That’s right, folks – insulting a prisoner of war is actually a war crime. This same provision was also included, in a slightly modified form, in the Third Geneva Conventions, in 1929, meaning it even predates World War II, which was probably one of the worst wars to be a prisoner of war. What gives?

The origins of this particular passage stem from what constitutes the “general welfare” of a prisoner of war. Adequate food, shelter, and medical care is obviously an important concern. But if those needs are met, the pressing need of the soldier might instead be the welfare of their friends or relatives; if, say, they desire to correspond with them, the armed forces holding them have, on paper, a responsibility to provide that opportunity to the prisoner. So, by this logic, the mental and emotional wellbeing of a prisoner of war is just as valid and important as their physical wellbeing. Very honorable, indeed.

At the time of the Third Geneva Conventions, when this passage was written, not everyone agreed with it.
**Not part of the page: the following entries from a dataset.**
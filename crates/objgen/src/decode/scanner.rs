/// One content line of model text, trimmed, with its nesting depth.
///
/// Depth starts at 1 for root-level lines and grows by one per leading tab
/// or per full group of `spaces_per_level` spaces.
#[derive(Debug, Clone, Copy, PartialEq, Eq)]
pub struct ScannedLine<'a> {
    pub text: &'a str,
    pub depth: usize,
}

/// Array notation found on a line: `[]` or `[n]`.
#[derive(Debug, Clone, Copy, PartialEq, Eq)]
pub(crate) enum ArrayMarker {
    Implicit,
    Explicit(usize),
}

pub fn scan(input: &str, spaces_per_level: usize) -> Vec<ScannedLine<'_>> {
    iter(input, spaces_per_level).collect()
}

pub struct LineIter<'a> {
    rest: &'a str,
    spaces_per_level: usize,
    first: bool,
}

pub fn iter(input: &str, spaces_per_level: usize) -> LineIter<'_> {
    LineIter {
        rest: input,
        spaces_per_level,
        first: true,
    }
}

impl<'a> Iterator for LineIter<'a> {
    type Item = ScannedLine<'a>;

    fn next(&mut self) -> Option<Self::Item> {
        while !self.rest.is_empty() {
            let raw = match self.rest.find('\n') {
                Some(pos) => {
                    let (line, remaining) = self.rest.split_at(pos + 1);
                    self.rest = remaining;
                    line.trim_end_matches('\n')
                }
                None => {
                    let line = self.rest;
                    self.rest = "";
                    line
                }
            };
            let raw = raw.strip_suffix('\r').unwrap_or(raw);
            let first = self.first;
            self.first = false;
            if !is_content(raw) {
                continue;
            }
            // The very first line of a model sits at depth 1 no matter how
            // it is indented.
            let depth = if first {
                1
            } else {
                indent_depth(raw, self.spaces_per_level)
            };
            return Some(ScannedLine {
                text: raw.trim(),
                depth,
            });
        }
        None
    }
}

#[inline]
fn indent_depth(line: &str, spaces_per_level: usize) -> usize {
    let mut depth = 1usize;
    let mut run = 0usize;
    for &b in line.as_bytes() {
        match b {
            b'\t' => {
                depth += 1;
                run = 0;
            }
            b' ' => {
                run += 1;
                if run == spaces_per_level {
                    depth += 1;
                    run = 0;
                }
            }
            _ => break,
        }
    }
    depth
}

/// Whether the line survives the blank filter. Lines reduced to nothing by
/// removing whitespace and bracket characters are dropped, unless they carry
/// a well-formed array marker (anonymous array element lines are exactly
/// `[]` or `[n]` and must reach the builder).
fn is_content(line: &str) -> bool {
    if find_array_marker(line).is_some() {
        return true;
    }
    line.chars()
        .any(|c| !c.is_whitespace() && c != '[' && c != ']')
}

/// First well-formed marker group on the line, scanning left to right.
/// Inner whitespace is tolerated; the index is limited to 100 digits.
pub(crate) fn find_array_marker(s: &str) -> Option<ArrayMarker> {
    let b = s.as_bytes();
    for i in 0..b.len() {
        if b[i] == b'[' {
            if let Some((marker, _)) = parse_marker_at(b, i) {
                return Some(marker);
            }
        }
    }
    None
}

/// Copy of `s` with every well-formed marker group removed.
pub(crate) fn strip_array_markers(s: &str) -> String {
    let b = s.as_bytes();
    let mut out = String::with_capacity(s.len());
    let mut seg_start = 0usize;
    let mut i = 0usize;
    while i < b.len() {
        if b[i] == b'[' {
            if let Some((_, end)) = parse_marker_at(b, i) {
                out.push_str(&s[seg_start..i]);
                i = end;
                seg_start = i;
                continue;
            }
        }
        i += 1;
    }
    out.push_str(&s[seg_start..]);
    out
}

fn parse_marker_at(b: &[u8], start: usize) -> Option<(ArrayMarker, usize)> {
    let mut i = start + 1;
    while i < b.len() && (b[i] == b' ' || b[i] == b'\t') {
        i += 1;
    }
    let digit_start = i;
    while i < b.len() && b[i].is_ascii_digit() {
        i += 1;
    }
    let ndigits = i - digit_start;
    if ndigits > 100 {
        return None;
    }
    while i < b.len() && (b[i] == b' ' || b[i] == b'\t') {
        i += 1;
    }
    if i >= b.len() || b[i] != b']' {
        return None;
    }
    if ndigits == 0 {
        return Some((ArrayMarker::Implicit, i + 1));
    }
    let digits = core::str::from_utf8(&b[digit_start..digit_start + ndigits]).ok()?;
    // An index too large for usize degrades to 0 rather than failing the line.
    let n = digits.parse::<usize>().unwrap_or(0);
    Some((ArrayMarker::Explicit(n), i + 1))
}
The German delegation – it was still Weimar Germany, hold your comments – suggested that the passage be replaced with one protecting soldiers from, “death, wounds, bad treatment, robbery, injuries, and public curiosity.” But that was pushed down in favor of the more specific language of being against insults. The general principle behind it was that prisoners should, at all times, be treated with humanity, because imprisonment by a war enemy is not supposed to be a punishment. So the next time someone makes fun of you for being a snowflake, simply respond that feelings are protected by the Geneva Conventions.

And that’s five surprising actions that are technically war crimes. We hope that we surprised you at least once in this post, and that you learned a thing or two about the conduct of wars, particularly since we seem so keen on bringing them back recently. Maybe you should brush up on your Geneva Conventions knowledge; after all, like this post, they’re all publicly available.